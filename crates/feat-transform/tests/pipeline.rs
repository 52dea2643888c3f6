//! Whole-pipeline laws: row count is preserved and every stage only appends.

use chrono::NaiveDate;
use feat_transform::{FeaturePipeline, FixedClock, StageContext};
use polars::prelude::*;
use proptest::prelude::*;

const GENDERS: [&str; 3] = ["Male", "Female", "Other"];
const EDUCATION: [&str; 5] = ["High School", "Bachelor", "Master", "PhD", "Unknown"];
const CATEGORIES: [&str; 3] = ["Books", "Clothing", "Electronics"];

#[derive(Debug, Clone)]
struct Row {
    age: i64,
    gender: usize,
    education: usize,
    income: f64,
    purchase: f64,
    day_offset: i64,
    category: usize,
    rating: f64,
    discount: i64,
    shipping: f64,
}

fn row_strategy() -> impl Strategy<Value = Row> {
    (
        18i64..80,
        0usize..GENDERS.len(),
        0usize..EDUCATION.len(),
        0.0f64..500_000.0,
        0.0f64..15_000.0,
        0i64..365,
        0usize..CATEGORIES.len(),
        0.0f64..5.0,
        0i64..50,
        0.0f64..50.0,
    )
        .prop_map(
            |(age, gender, education, income, purchase, day_offset, category, rating, discount, shipping)| Row {
                age,
                gender,
                education,
                income,
                purchase,
                day_offset,
                category,
                rating,
                discount,
                shipping,
            },
        )
}

fn build_frame(rows: &[Row], keep: &[bool; 6]) -> DataFrame {
    let start = NaiveDate::from_ymd_opt(2024, 1, 1).unwrap();
    let mut columns = vec![Column::new(
        "customer_id".into(),
        (1..=rows.len() as i64).collect::<Vec<_>>(),
    )];
    if keep[0] {
        columns.push(Column::new("age".into(), rows.iter().map(|r| r.age).collect::<Vec<_>>()));
    }
    if keep[1] {
        columns.push(Column::new(
            "gender".into(),
            rows.iter().map(|r| GENDERS[r.gender]).collect::<Vec<_>>(),
        ));
        columns.push(Column::new(
            "education".into(),
            rows.iter().map(|r| EDUCATION[r.education]).collect::<Vec<_>>(),
        ));
    }
    if keep[2] {
        columns.push(Column::new(
            "income".into(),
            rows.iter().map(|r| r.income).collect::<Vec<_>>(),
        ));
    }
    if keep[3] {
        columns.push(Column::new(
            "purchase_amount".into(),
            rows.iter().map(|r| r.purchase).collect::<Vec<_>>(),
        ));
        columns.push(Column::new(
            "shipping_cost".into(),
            rows.iter().map(|r| r.shipping).collect::<Vec<_>>(),
        ));
        columns.push(Column::new(
            "discount_percent".into(),
            rows.iter().map(|r| r.discount).collect::<Vec<_>>(),
        ));
    }
    if keep[4] {
        columns.push(Column::new(
            "purchase_date".into(),
            rows.iter()
                .map(|r| (start + chrono::Duration::days(r.day_offset)).to_string())
                .collect::<Vec<_>>(),
        ));
    }
    if keep[5] {
        columns.push(Column::new(
            "product_category".into(),
            rows.iter().map(|r| CATEGORIES[r.category]).collect::<Vec<_>>(),
        ));
        columns.push(Column::new(
            "rating".into(),
            rows.iter().map(|r| r.rating).collect::<Vec<_>>(),
        ));
    }
    DataFrame::new(columns).unwrap()
}

fn column_names(df: &DataFrame) -> Vec<String> {
    df.get_column_names().iter().map(|n| n.to_string()).collect()
}

fn same_values(left: &DataFrame, right: &DataFrame, name: &str) -> bool {
    let left = left.column(name).unwrap().as_materialized_series();
    let right = right.column(name).unwrap().as_materialized_series();
    left.equals_missing(right)
}

proptest! {
    #![proptest_config(ProptestConfig::with_cases(32))]

    #[test]
    fn stages_preserve_rows_and_only_append(
        rows in prop::collection::vec(row_strategy(), 1..40),
        keep in any::<[bool; 6]>(),
    ) {
        let df = build_frame(&rows, &keep);
        let clock = FixedClock::at_date(NaiveDate::from_ymd_opt(2024, 12, 31).unwrap());
        let ctx = StageContext::new(&clock);
        let mut previous = df.clone();
        let mut violations = Vec::new();

        let output = FeaturePipeline::default()
            .run_with(df.clone(), &ctx, |stage| {
                if stage.data.height() != previous.height() {
                    violations.push(format!("{} changed the row count", stage.report.stage));
                }
                let names = column_names(&stage.data);
                for (idx, name) in column_names(&previous).iter().enumerate() {
                    if names.get(idx) != Some(name) {
                        violations.push(format!("{} moved or dropped {name}", stage.report.stage));
                    } else if !same_values(&stage.data, &previous, name) {
                        violations.push(format!("{} rewrote {name}", stage.report.stage));
                    }
                }
                previous = stage.data.clone();
                Ok(())
            })
            .unwrap();

        prop_assert!(violations.is_empty(), "{violations:?}");
        prop_assert_eq!(output.data.height(), rows.len());
        prop_assert_eq!(output.reports.len(), 5);
    }
}

#[test]
fn test_final_column_layout() {
    let df = DataFrame::new(vec![
        Column::new("customer_id".into(), vec![1i64, 2, 3]),
        Column::new("age".into(), vec![25i64, 41, 67]),
        Column::new("gender".into(), vec!["Female", "Male", "Other"]),
        Column::new("education".into(), vec!["Bachelor", "Master", "PhD"]),
        Column::new("income".into(), vec![42_000.0f64, 88_500.0, 130_000.0]),
        Column::new("purchase_amount".into(), vec![120.5f64, 980.0, 2_450.0]),
        Column::new(
            "purchase_date".into(),
            vec!["2024-03-15", "2024-06-02", "2024-06-28"],
        ),
        Column::new("product_category".into(), vec!["Books", "Clothing", "Electronics"]),
        Column::new("rating".into(), vec![4.5f64, 3.0, 0.0]),
        Column::new("discount_percent".into(), vec![0i64, 15, 45]),
        Column::new("shipping_cost".into(), vec![5.0f64, 12.5, 0.0]),
    ])
    .unwrap();
    let clock = FixedClock::at_date(NaiveDate::from_ymd_opt(2024, 6, 30).unwrap());

    let output = FeaturePipeline::default()
        .run(df, &StageContext::new(&clock))
        .unwrap();

    let layout = column_names(&output.data).join("\n");
    insta::assert_snapshot!(layout);
}
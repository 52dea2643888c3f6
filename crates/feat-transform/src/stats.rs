//! Descriptive statistics over numeric columns.

/// Non-null, non-NaN values of a column. Infinite values are kept.
pub fn usable_values(values: &[Option<f64>]) -> Vec<f64> {
    values
        .iter()
        .flatten()
        .copied()
        .filter(|v| !v.is_nan())
        .collect()
}

/// Non-null finite values of a column.
pub fn finite_values(values: &[Option<f64>]) -> Vec<f64> {
    values
        .iter()
        .flatten()
        .copied()
        .filter(|v| v.is_finite())
        .collect()
}

/// Arithmetic mean, `None` for an empty slice.
pub fn mean(values: &[f64]) -> Option<f64> {
    if values.is_empty() {
        return None;
    }
    Some(values.iter().sum::<f64>() / values.len() as f64)
}

/// Population standard deviation (divisor `n`), `None` for an empty slice.
pub fn population_std(values: &[f64]) -> Option<f64> {
    let mean = mean(values)?;
    let variance = values.iter().map(|v| (v - mean).powi(2)).sum::<f64>() / values.len() as f64;
    Some(variance.sqrt())
}

/// Sort a copy of `values` in ascending order.
pub fn sorted(values: &[f64]) -> Vec<f64> {
    let mut sorted = values.to_vec();
    sorted.sort_by(f64::total_cmp);
    sorted
}

/// Quantile `q` (0..=1) of ascending `sorted` values with linear interpolation.
pub fn quantile(sorted: &[f64], q: f64) -> Option<f64> {
    let last = sorted.len().checked_sub(1)?;
    let position = q.clamp(0.0, 1.0) * last as f64;
    let lower = position.floor() as usize;
    let upper = position.ceil() as usize;
    let low_value = sorted[lower];
    let fraction = position - lower as f64;
    if upper == lower || fraction == 0.0 {
        return Some(low_value);
    }
    Some(low_value + (sorted[upper] - low_value) * fraction)
}
//! Output generation for pipeline tables.
//!
//! Tables are persisted as comma-separated text with a header row, in the
//! frame's column order. Intermediate tables are named after the stage that
//! produced them; the last table gets a `_FINAL` suffix.

use std::fs::File;
use std::path::{Path, PathBuf};

use feat_model::StageKind;
use polars::prelude::*;
use thiserror::Error;
use tracing::debug;

/// Errors raised while persisting a table.
#[derive(Debug, Error)]
pub enum OutputError {
    #[error("failed to create directory {path}: {source}")]
    CreateDir {
        path: PathBuf,
        #[source]
        source: std::io::Error,
    },

    #[error("failed to create file {path}: {source}")]
    CreateFile {
        path: PathBuf,
        #[source]
        source: std::io::Error,
    },

    #[error("failed to write CSV {path}: {message}")]
    CsvWrite { path: PathBuf, message: String },
}

pub type Result<T> = std::result::Result<T, OutputError>;

/// Path of the table produced by `stage` for the input named `base_name`.
///
/// The anomaly stage produces the final table, see [`final_output_path`].
pub fn stage_output_path(dir: &Path, base_name: &str, stage: StageKind) -> PathBuf {
    dir.join(format!(
        "{base_name}_step{}_{}.csv",
        stage.number(),
        stage.slug()
    ))
}

/// Path of the final enriched table for the input named `base_name`.
pub fn final_output_path(dir: &Path, base_name: &str) -> PathBuf {
    dir.join(format!("{base_name}_FINAL.csv"))
}

/// Write `df` to `path` as CSV with a header row.
///
/// Missing parent directories are created.
pub fn write_csv(df: &mut DataFrame, path: &Path) -> Result<()> {
    if let Some(parent) = path.parent().filter(|p| !p.as_os_str().is_empty()) {
        std::fs::create_dir_all(parent).map_err(|e| OutputError::CreateDir {
            path: parent.to_path_buf(),
            source: e,
        })?;
    }
    let mut file = File::create(path).map_err(|e| OutputError::CreateFile {
        path: path.to_path_buf(),
        source: e,
    })?;
    CsvWriter::new(&mut file)
        .include_header(true)
        .finish(df)
        .map_err(|e| OutputError::CsvWrite {
            path: path.to_path_buf(),
            message: e.to_string(),
        })?;
    debug!(
        path = %path.display(),
        rows = df.height(),
        columns = df.width(),
        "wrote csv"
    );
    Ok(())
}
//! Library side of the `feat-pipeline` binary.

pub mod logging;
pub mod pipeline;
pub mod sample;
pub mod types;
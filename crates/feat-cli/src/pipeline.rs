//! Per-file execution of the five stages with output persistence.

use std::path::{Path, PathBuf};

use anyhow::{Context, Result};
use feat_model::StageKind;
use feat_output::{final_output_path, stage_output_path, write_csv};
use feat_transform::naming::HAS_ANY_ANOMALY;
use feat_transform::{FeatureFrame, FeaturePipeline, StageContext};
use polars::prelude::DataFrame;
use tracing::{debug, info};

use crate::types::{FileSummary, StageDelta};

/// Where and what to write for each processed file.
#[derive(Debug, Clone)]
pub struct OutputConfig {
    pub output_dir: PathBuf,
    /// Write `<base>_step{1..4}_<name>.csv` besides the final table.
    pub write_intermediates: bool,
}

/// Load one CSV file, run every stage and persist the results.
///
/// # Errors
///
/// Returns an error if the file cannot be read, a stage fails, or an output
/// cannot be written. Nothing written before the failure is considered valid.
pub fn process_file(
    path: &Path,
    output: &OutputConfig,
    ctx: &StageContext<'_>,
) -> Result<FileSummary> {
    let frame =
        FeatureFrame::from_csv(path).with_context(|| format!("read {}", path.display()))?;
    let FeatureFrame {
        base_name,
        original_columns,
        data,
        ..
    } = frame;
    info!(rows = data.height(), columns = original_columns, "input loaded");

    let mut intermediate_outputs = Vec::new();
    let result = FeaturePipeline::default().run_with(data, ctx, |stage| {
        if output.write_intermediates && stage.report.stage != StageKind::Anomaly {
            let target = stage_output_path(&output.output_dir, &base_name, stage.report.stage);
            write_csv(&mut stage.data, &target)?;
            debug!(path = %target.display(), "intermediate output written");
            intermediate_outputs.push(target);
        }
        Ok(())
    })?;

    let mut data = result.data;
    let final_output = final_output_path(&output.output_dir, &base_name);
    write_csv(&mut data, &final_output)
        .with_context(|| format!("write {}", final_output.display()))?;
    info!(path = %final_output.display(), "final output written");

    let stages = result
        .reports
        .iter()
        .map(|report| StageDelta {
            stage: report.stage,
            columns_before: report.columns_before,
            columns_after: report.columns_after,
            skipped: report.skipped.len(),
        })
        .collect();

    Ok(FileSummary {
        file_name: file_name(path),
        rows: data.height(),
        original_columns,
        final_columns: data.width(),
        stages,
        anomalous_rows: anomalous_rows(&data),
        final_output,
        intermediate_outputs,
    })
}

/// Count rows whose `has_any_anomaly` flag is set.
pub fn anomalous_rows(df: &DataFrame) -> usize {
    df.column(HAS_ANY_ANOMALY)
        .ok()
        .and_then(|column| column.i32().ok())
        .map(|flags| flags.into_iter().filter(|flag| *flag == Some(1)).count())
        .unwrap_or(0)
}

pub fn file_name(path: &Path) -> String {
    path.file_name()
        .and_then(|name| name.to_str())
        .unwrap_or("<unknown>")
        .to_string()
}
//! CSV reading into Polars DataFrames.

use std::fs::File;
use std::io::{BufRead, BufReader};
use std::path::Path;

use polars::prelude::*;
use tracing::debug;

use crate::error::{IngestError, Result};

/// Returns true if the file has a non-blank first line.
fn has_header_line(path: &Path) -> Result<bool> {
    let file = File::open(path).map_err(|_| IngestError::FileNotFound {
        path: path.to_path_buf(),
    })?;
    let mut first = String::new();
    BufReader::new(file)
        .read_line(&mut first)
        .map_err(|e| IngestError::CsvParse {
            path: path.to_path_buf(),
            message: e.to_string(),
        })?;
    let cleaned = first.trim_start_matches('\u{feff}').trim();
    Ok(!cleaned.is_empty())
}

/// Reads a comma-separated file with a single header row into a DataFrame.
///
/// Column dtypes are inferred from the whole file so a float appearing late
/// in an otherwise integral column still parses. Date-like text is kept as
/// `String`; timestamp detection happens in the transform stages.
pub fn read_csv_table(path: &Path) -> Result<DataFrame> {
    if !path.is_file() {
        return Err(IngestError::FileNotFound {
            path: path.to_path_buf(),
        });
    }
    if !has_header_line(path)? {
        return Err(IngestError::EmptyCsv {
            path: path.to_path_buf(),
        });
    }

    let df = CsvReadOptions::default()
        .with_has_header(true)
        .with_infer_schema_length(None)
        .try_into_reader_with_file_path(Some(path.to_path_buf()))
        .map_err(|e| IngestError::CsvParse {
            path: path.to_path_buf(),
            message: e.to_string(),
        })?
        .finish()
        .map_err(|e| IngestError::CsvParse {
            path: path.to_path_buf(),
            message: e.to_string(),
        })?;

    debug!(
        path = %path.display(),
        rows = df.height(),
        columns = df.width(),
        "loaded csv"
    );
    Ok(df)
}

#[cfg(test)]
mod tests {
    use super::*;
    use std::io::Write;
    use tempfile::NamedTempFile;

    fn create_temp_csv(content: &str) -> NamedTempFile {
        let mut file = NamedTempFile::new().unwrap();
        write!(file, "{}", content).unwrap();
        file
    }

    #[test]
    fn test_read_csv_table_infers_types() {
        let file = create_temp_csv(
            "customer_id,age,gender,rating,purchase_date\n1,34,Male,4.5,2024-03-15\n2,51,Female,3.0,2024-04-01\n",
        );
        let df = read_csv_table(file.path()).unwrap();

        assert_eq!(df.height(), 2);
        assert_eq!(df.width(), 5);
        assert_eq!(df.column("age").unwrap().dtype(), &DataType::Int64);
        assert_eq!(df.column("rating").unwrap().dtype(), &DataType::Float64);
        assert_eq!(df.column("gender").unwrap().dtype(), &DataType::String);
        assert_eq!(
            df.column("purchase_date").unwrap().dtype(),
            &DataType::String
        );
    }

    #[test]
    fn test_read_csv_table_late_float() {
        let mut content = String::from("amount\n");
        for i in 0..150 {
            content.push_str(&format!("{i}\n"));
        }
        content.push_str("12.5\n");
        let file = create_temp_csv(&content);
        let df = read_csv_table(file.path()).unwrap();

        assert_eq!(df.height(), 151);
        assert_eq!(df.column("amount").unwrap().dtype(), &DataType::Float64);
    }

    #[test]
    fn test_read_csv_table_empty_file() {
        let file = create_temp_csv("");
        let result = read_csv_table(file.path());
        assert!(matches!(result, Err(IngestError::EmptyCsv { .. })));
    }

    #[test]
    fn test_read_csv_table_missing_file() {
        let result = read_csv_table(Path::new("/definitely/not/here.csv"));
        assert!(matches!(result, Err(IngestError::FileNotFound { .. })));
    }
}
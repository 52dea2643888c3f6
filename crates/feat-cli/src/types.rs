use std::path::PathBuf;
use std::time::Duration;

use feat_model::StageKind;

/// Outcome of one `run` invocation.
#[derive(Debug)]
pub struct RunResult {
    pub input_dir: PathBuf,
    pub output_dir: PathBuf,
    /// Sample file written because the input directory had no CSV files.
    pub generated_sample: Option<PathBuf>,
    pub files: Vec<FileSummary>,
    pub errors: Vec<FileError>,
    pub duration: Duration,
}

impl RunResult {
    pub fn has_errors(&self) -> bool {
        !self.errors.is_empty()
    }
}

#[derive(Debug)]
pub struct FileSummary {
    pub file_name: String,
    pub rows: usize,
    pub original_columns: usize,
    pub final_columns: usize,
    pub stages: Vec<StageDelta>,
    /// Rows with at least one anomaly flag set.
    pub anomalous_rows: usize,
    pub final_output: PathBuf,
    pub intermediate_outputs: Vec<PathBuf>,
}

impl FileSummary {
    pub fn added_features(&self) -> usize {
        self.final_columns.saturating_sub(self.original_columns)
    }
}

/// Column counts around one stage.
#[derive(Debug, Clone, Copy)]
pub struct StageDelta {
    pub stage: StageKind,
    pub columns_before: usize,
    pub columns_after: usize,
    pub skipped: usize,
}

impl StageDelta {
    pub fn added(&self) -> usize {
        self.columns_after.saturating_sub(self.columns_before)
    }
}

#[derive(Debug)]
pub struct FileError {
    pub file_name: String,
    pub message: String,
}
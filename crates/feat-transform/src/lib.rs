//! Column-derivation and anomaly-detection engine.
//!
//! The pipeline is five append-only stages over a polars [`DataFrame`]:
//! computed columns, categorical encoding, range binning, temporal features
//! and anomaly flags. Each stage keeps every input row and column and only
//! appends. Derivations whose inputs are absent are skipped and recorded in
//! the stage's [`StageReport`](feat_model::StageReport).
//!
//! ```ignore
//! use feat_transform::{FeaturePipeline, StageContext};
//!
//! let output = FeaturePipeline::default().run(df, &StageContext::system())?;
//! ```
//!
//! [`DataFrame`]: polars::prelude::DataFrame

pub mod clock;
pub mod datetime;
pub mod error;
pub mod frame;
pub mod naming;
pub mod pipeline;
pub mod process;
pub mod stage;
pub mod stages;
pub mod stats;

pub use clock::{Clock, FixedClock, SystemClock};
pub use error::{Result, TransformError};
pub use frame::FeatureFrame;
pub use pipeline::{FeaturePipeline, PipelineOutput};
pub use process::{StageInput, process};
pub use stage::{Stage, StageContext, StageOutput};
pub use stages::{
    AnomalyFlags, BinSpec, CategoricalEncoding, ComputedColumns, RangeBinning, TemporalFeatures,
    stage_for,
};
//! Module definitions for the safedesc interface
//!
//! ## Interface Module
//!
//! Every call the kernel makes into the host (locks, maps, files, threads,
//! clocks, logging) goes through this module. Libraries are imported only via
//! `use` statements within these files, so the surface the kernel depends on
//! stays small and can be audited in one place.

mod comm;
pub mod errnos;
mod file;
mod misc;
mod pipe;
mod timer;
pub mod types;
pub use comm::*;
pub use errnos::*;
pub use file::*;
pub use misc::*;
pub use pipe::*;
pub use timer::*;
pub use types::*;
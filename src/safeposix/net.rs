use crate::interface;
use crate::interface::{ConnectionEndpoint, SysResult};

use super::syscalls::net_constants::*;

pub static NET_METADATA: interface::RustLazyGlobal<interface::RustLock<interface::RustRfc<NetMetadata>>> =
    interface::RustLazyGlobal::new(|| {
        interface::RustLock::new(interface::RustRfc::new(NetMetadata::new(
            Box::new(interface::LoopbackNetwork::new(DEFAULT_LINK, MAX_PORT, SOCKET_BUFFER_SIZE)),
            DEFAULT_CONNECT_TIMEOUT,
            DEFAULT_ACCEPT_TIMEOUT,
            DEFAULT_READ_TIMEOUT,
        )))
    });

pub fn net_metadata() -> interface::RustRfc<NetMetadata> {
    NET_METADATA.read().clone()
}

#[derive(Debug)]
pub struct NetMetadata {
    pub endpoint: Box<dyn ConnectionEndpoint>,
    pub connect_timeout: interface::RustDuration,
    pub accept_timeout: Option<interface::RustDuration>,
    pub read_timeout: Option<interface::RustDuration>,
    live_sockets: interface::RustRfc<interface::RustAtomicUsize>,
}

impl NetMetadata {
    pub fn new(
        endpoint: Box<dyn ConnectionEndpoint>,
        connect_timeout: interface::RustDuration,
        accept_timeout: Option<interface::RustDuration>,
        read_timeout: Option<interface::RustDuration>,
    ) -> NetMetadata {
        NetMetadata {
            endpoint,
            connect_timeout,
            accept_timeout,
            read_timeout,
            live_sockets: interface::RustRfc::new(interface::RustAtomicUsize::new(0)),
        }
    }

    pub fn connect(&self, host: i32, port: i32) -> SysResult<SocketHandle> {
        let end = self.endpoint.connect(host, port, self.connect_timeout)?;
        Ok(SocketHandle::new(end, self.live_sockets.clone()))
    }

    pub fn accept(&self, port: i32) -> SysResult<SocketHandle> {
        let end = self.endpoint.accept(port, self.accept_timeout)?;
        Ok(SocketHandle::new(end, self.live_sockets.clone()))
    }

    /// Wakes every connect and accept still parked on this network.
    pub fn shutdown(&self) {
        self.endpoint.shutdown();
    }

    /// Socket handles not yet dropped.
    pub fn live_socket_count(&self) -> usize {
        self.live_sockets.load(interface::RustAtomicOrdering::SeqCst)
    }
}

//This structure contains all socket-associated data that is not held in the fd
#[derive(Debug)]
pub struct SocketHandle {
    pub stream: interface::StreamEnd,
    live: interface::RustRfc<interface::RustAtomicUsize>,
}

impl SocketHandle {
    fn new(stream: interface::StreamEnd, live: interface::RustRfc<interface::RustAtomicUsize>) -> SocketHandle {
        live.fetch_add(1, interface::RustAtomicOrdering::SeqCst);
        SocketHandle { stream, live }
    }

    pub fn state(&self) -> interface::ConnState {
        self.stream.state()
    }

    pub fn bytes_sent(&self) -> u64 {
        self.stream.bytes_sent()
    }

    pub fn bytes_received(&self) -> u64 {
        self.stream.bytes_received()
    }
}

// A reader blocked on this socket holds its own reference, so the stream is
// shut down on close, not here. Dropping only settles the accounting.
impl Drop for SocketHandle {
    fn drop(&mut self) {
        self.live.fetch_sub(1, interface::RustAtomicOrdering::SeqCst);
        log::trace!(
            target: "safedesc::net",
            "socket {:?} -> {:?} dropped after {} bytes out, {} in",
            self.stream.local_addr(),
            self.stream.remote_addr(),
            self.stream.bytes_sent(),
            self.stream.bytes_received()
        );
    }
}
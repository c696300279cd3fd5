mod fs_tests;

#[cfg(test)]
pub mod setup {
    use crate::interface;
    use crate::safeposix::{cage::*, dispatcher::*};

    // every test below shares the kernel globals, so they take turns
    static TESTMUTEX: interface::RustLazyGlobal<interface::Mutex<()>> =
        interface::RustLazyGlobal::new(|| interface::Mutex::new(()));

    pub fn lock_and_init() -> interface::MutexGuard<'static, ()> {
        lock_and_init_with(KernelConfig::default())
    }

    pub fn lock_and_init_with(config: KernelConfig) -> interface::MutexGuard<'static, ()> {
        let guard = TESTMUTEX.lock();
        kernelinit_with(config).unwrap();
        guard
    }

    pub fn initcage() -> interface::RustRfc<Cage> {
        cagetable_getref(1).unwrap()
    }
}

#[cfg(test)]
pub fn sizecbuf(size: usize) -> Box<[u8]> {
    let v = vec![0u8; size];
    v.into_boxed_slice()
}

#[cfg(test)]
pub fn cbuf2str(buf: &[u8]) -> &str {
    std::str::from_utf8(buf).unwrap()
}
☆ ☆ ☆ ☆ ☆
Word for word, restate the data above from its first line down to and including the line with "const CATEGORIES: [&str;".

Solution for this exercise.
filename crates/feat-transform/tests/pipeline.rs
repository 52dea2643888c3f6
//! Whole-pipeline laws: row count is preserved and every stage only appends.

use chrono::NaiveDate;
use feat_transform::{FeaturePipeline, FixedClock, StageContext};
use polars::prelude::*;
use proptest::prelude::*;

const GENDERS: [&str; 3] = ["Male", "Female", "Other"];
const EDUCATION: [&str; 5] = ["High School", "Bachelor", "Master", "PhD", "Unknown"];
const CATEGORIES: [&str; 3] = ["Books", "Clothing", "Electronics"];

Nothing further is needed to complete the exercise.